Assignment. Output the data below in full, byte for byte. Nothing may differ.
##### Information supplied #####
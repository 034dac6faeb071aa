use std::fmt;

/// A grid coordinate. Signed so input adapters can hand over raw,
/// possibly negative, coordinates and let the board reject them.
#[derive(Debug, Clone, Copy, PartialEq, Eq, Hash, PartialOrd, Ord)]
pub struct Position {
    pub row: i32,
    pub col: i32,
}

impl Position {
    pub fn new(row: i32, col: i32) -> Self {
        Self { row, col }
    }

    /// The 8 Moore neighbours, unclipped. Callers filter by board bounds.
    pub fn neighbors(self) -> impl Iterator<Item = Position> {
        (-1..=1).flat_map(move |dr| {
            (-1..=1).filter_map(move |dc| {
                if dr == 0 && dc == 0 {
                    None
                } else {
                    Some(Position::new(self.row + dr, self.col + dc))
                }
            })
        })
    }
}

impl From<(i32, i32)> for Position {
    fn from((row, col): (i32, i32)) -> Self {
        Self::new(row, col)
    }
}

impl fmt::Display for Position {
    fn fmt(&self, f: &mut fmt::Formatter<'_>) -> fmt::Result {
        write!(f, "({}, {})", self.row, self.col)
    }
}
#####
Task output.
repository 034dac6faeb071aa
use std::fmt;

/// A grid coordinate. Signed so input adapters can hand over raw,
/// possibly negative, coordinates and let the board reject them.
#[derive(Debug, Clone, Copy, PartialEq, Eq, Hash, PartialOrd, Ord)]
pub struct Position {
    pub row: i32,
    pub col: i32,
}

impl Position {
    pub fn new(row: i32, col: i32) -> Self {
        Self { row, col }
    }

    /// The 8 Moore neighbours, unclipped. Callers filter by board bounds.
    pub fn neighbors(self) -> impl Iterator<Item = Position> {
        (-1..=1).flat_map(move |dr| {
            (-1..=1).filter_map(move |dc| {
                if dr == 0 && dc == 0 {
                    None
                } else {
                    Some(Position::new(self.row + dr, self.col + dc))
                }
            })
        })
    }
}

impl From<(i32, i32)> for Position {
    fn from((row, col): (i32, i32)) -> Self {
        Self::new(row, col)
    }
}

impl fmt::Display for Position {
    fn fmt(&self, f: &mut fmt::Formatter<'_>) -> fmt::Result {
        write!(f, "({}, {})", self.row, self.col)
    }
}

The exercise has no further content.